Lorsque l'on a vécu dans un pays de vieille tradition démocratique, comme la France, et qu'on a le cœur tendu vers le Liban – comme ce fut mon cas pendant des années –, on retourne au pays l'esprit plein de considérations nées d'une proximité à la fois avec la pratique de la démocratie dans le pays hôte, où on est devenu un de ses citoyens, et en regardant les textes fondateurs de cette démocratie qui l'ont enraciné avec un certain recul par rapport aux détails des événements sur la scène libanaise. On y retourne avec dans l'esprit un souhait ou peut-être un rêve : puissent les citoyens et les responsables s'arracher à l'écume des faits pour s'interroger – ou même demander des comptes – sur la conformité de leurs institutions aux principes de cette démocratie dont se glorifie le Liban. Nous avons la chance d'avoir été parmi les premiers à pratiquer la démocratie au Proche-Orient. Ne sommes-nous pas en train de la perdre sans nous en rendre compte ? Malheureusement, cette interrogation porte en elle-même sa réponse : car respecter la démocratie, c'est refuser tout compromis quant au respect de ses principes. Où situer sinon la limite entre le compromis et la compromission? À quel moment bascule-t-on de l'un à l'autre ? D'une démocratie « tronquée » au despotisme ? Le despotisme n'a pas forcément besoin de faire écraser la justice sous les chenilles des chars : il lui suffit parfois de faire de celle-ci l'un des attributs du pouvoir politique. Et la tyrannie ne s'impose pas toujours dans un bain de sang : elle existe, dit Platon dans sa République, « dès qu'un seul citoyen est
au-dessus des lois ».
C'est pour éviter ce genre de glissements, souvent insensibles, voire agréables pour certains, qu'il faut se référer constamment aux principes qui fondent notre vie en commun. Parmi ceux-ci, on ne peut méconnaître celui, fondamental, de la séparation des pouvoirs, qui permet précisément de s'assurer que nul n'est au-dessus des lois – pas même les détenteurs du pouvoir politique. Le principe de séparation des pouvoirs est consubstantiel à la démocratie et figure en bonne place dans ses textes fondateurs. On lit ainsi – pour s'en tenir au plus célèbre –, dans la Déclaration des droits de l'homme et du citoyen du 26 août 1789, à l'article 16 : « Toute société dans laquelle la garantie des droits n'est pas assurée, ni la séparation des pouvoirs déterminée, n'a point de Constitution. »

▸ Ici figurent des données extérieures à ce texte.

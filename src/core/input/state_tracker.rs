//=========================================================================
// State Tracker
//=========================================================================
//
// Held-state tracking with per-update deltas.
//
// Architecture:
//   InputEvent → process_events() → HashSet (keys/buttons held) → query
//
// Update lifecycle: clear() → process_events() → query
//
// One "update" is one simulation step, not one rendered frame: a frame
// that runs three steps clears the deltas three times, so a key press is
// observed by exactly one step.
//
//=========================================================================

//=== External Dependencies ===============================================

use std::collections::HashSet;

//=== Internal Dependencies ===============================================

use super::event::{InputEvent, KeyCode, MouseButton};

//=== StateTracker ========================================================

/// Tracks persistent state (keys held) and per-update deltas (keys pressed,
/// pointer motion).
pub struct StateTracker {
    //--- Persistent State (survives update boundary) ---------------------
    keys_down: HashSet<KeyCode>,
    mouse_buttons_down: HashSet<MouseButton>,

    //--- Update Deltas (reset via clear()) -------------------------------
    keys_pressed: HashSet<KeyCode>,
    keys_released: HashSet<KeyCode>,
    mouse_motion: (f32, f32),
}

impl StateTracker {
    pub fn new() -> Self {
        Self {
            keys_down: HashSet::new(),
            mouse_buttons_down: HashSet::new(),
            keys_pressed: HashSet::new(),
            keys_released: HashSet::new(),
            mouse_motion: (0.0, 0.0),
        }
    }

    //--- Update Processing ------------------------------------------------

    /// Clears per-update deltas.
    pub(super) fn clear(&mut self) {
        self.keys_pressed.clear();
        self.keys_released.clear();
        self.mouse_motion = (0.0, 0.0);
    }

    pub(super) fn process_events(&mut self, events: &[InputEvent]) {
        for event in events {
            self.process_event(event);
        }
    }

    //--- Internal Helpers -------------------------------------------------

    fn process_event(&mut self, event: &InputEvent) {
        match *event {
            InputEvent::KeyDown { key } => {
                // Key repeat re-sends KeyDown; only the first counts as a press
                if self.keys_down.insert(key) {
                    self.keys_pressed.insert(key);
                }
            }

            InputEvent::KeyUp { key } => {
                if self.keys_down.remove(&key) {
                    self.keys_released.insert(key);
                }
            }

            InputEvent::MouseButtonDown { button } => {
                self.mouse_buttons_down.insert(button);
            }

            InputEvent::MouseButtonUp { button } => {
                self.mouse_buttons_down.remove(&button);
            }

            InputEvent::MouseMotion { dx, dy } => {
                self.mouse_motion.0 += dx;
                self.mouse_motion.1 += dy;
            }

            InputEvent::FocusLost => {
                self.keys_released.extend(self.keys_down.drain());
                self.mouse_buttons_down.clear();
            }
        }
    }

    //=====================================================================
    // Query API - Keyboard
    //=====================================================================

    /// Returns `true` if key transitioned UP → DOWN during this update.
    pub fn is_key_pressed(&self, key: KeyCode) -> bool {
        self.keys_pressed.contains(&key)
    }

    /// Returns `true` while key is held.
    pub fn is_key_down(&self, key: KeyCode) -> bool {
        self.keys_down.contains(&key)
    }

    /// Returns `true` if key transitioned DOWN → UP during this update.
    pub fn is_key_released(&self, key: KeyCode) -> bool {
        self.keys_released.contains(&key)
    }

    /// `1.0` if only `positive` is held, `-1.0` if only `negative`, else `0.0`.
    pub fn axis(&self, negative: KeyCode, positive: KeyCode) -> f32 {
        match (self.is_key_down(negative), self.is_key_down(positive)) {
            (true, false) => -1.0,
            (false, true) => 1.0,
            _ => 0.0,
        }
    }

    //=====================================================================
    // Query API - Mouse
    //=====================================================================

    pub fn is_button_down(&self, button: MouseButton) -> bool {
        self.mouse_buttons_down.contains(&button)
    }

    /// Relative pointer motion accumulated during this update.
    pub fn mouse_motion(&self) -> (f32, f32) {
        self.mouse_motion
    }
}

//--- Trait Implementations -----------------------------------------------

impl Default for StateTracker {
    fn default() -> Self {
        Self::new()
    }
}

//=========================================================================
// Unit Tests
//=========================================================================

Séparation des pouvoirs, garantie des droits : les deux vont de pair. Elles expriment les deux faces d'une même exigence. Comment garantir en effet au simple citoyen que ses gouvernants, chargés d'exécuter les lois – mais pas d'en décider (pouvoir législatif), ni d'en punir l'irrespect (pouvoir judiciaire) –, n'en sacrifiera pas l'universalité sur l'autel de la raison d'État ou d'intérêts privés ? Seule le permet la séparation des trois pouvoirs, qui, en assujettissant les gouvernants au respect des lois, fait de chaque individu un citoyen et non un sujet.
Là où le citoyen, dont le devoir est de se soumettre aux lois de son État, a droit à être traité équitablement dans tous les aspects de sa vie civique, le sujet n'a que des devoirs – qui se réduisent finalement à un seul : obéir au bon vouloir des dirigeants, au « fait du prince ». C'est pourquoi un État dans lequel les prérogatives régaliennes ne sont pas séparées n'a que des « princes ». Et c'est pourquoi le plus civilisé, le plus raffiné des États, du jour où il enfreint la règle de séparation des pouvoirs, ne diffère plus en nature de toute dictature, de tout régime totalitaire ou monarchique. Loin de tout idéalisme, il s'agit là de la plus réaliste, de la plus désabusée des idées politiques : il ne faut pas compter sur la vertu des individus qui, lorsqu'elle existe, se corrompt presque immédiatement au contact du pouvoir politique. On ne peut se fier qu'aux procédures et aux contraintes qui limitent d'elles-mêmes les conséquences de cette corruption. Montesquieu, quarante ans avant la Déclaration de 1789, ne disait pas autre chose dans De l'esprit des lois :
« La liberté politique (n'existe) que lorsqu'on n'abuse pas du pouvoir ; mais c'est une expérience éternelle, que tout homme qui a du pouvoir est porté à en abuser ; il va jusqu'à ce qu'il trouve des limites. Qui le dirait ? La vertu même a besoin de limites. Pour qu'on ne puisse pas abuser du pouvoir, il faut que, par la disposition des choses, le pouvoir arrête le pouvoir. (...) Tout serait perdu si le même homme, ou le même corps des principaux, ou des nobles, ou du peuple, exerçaient ces trois pouvoirs : celui de faire la loi, celui d'exécuter les résolutions publiques et celui de juger les crimes ou les différends des particuliers. »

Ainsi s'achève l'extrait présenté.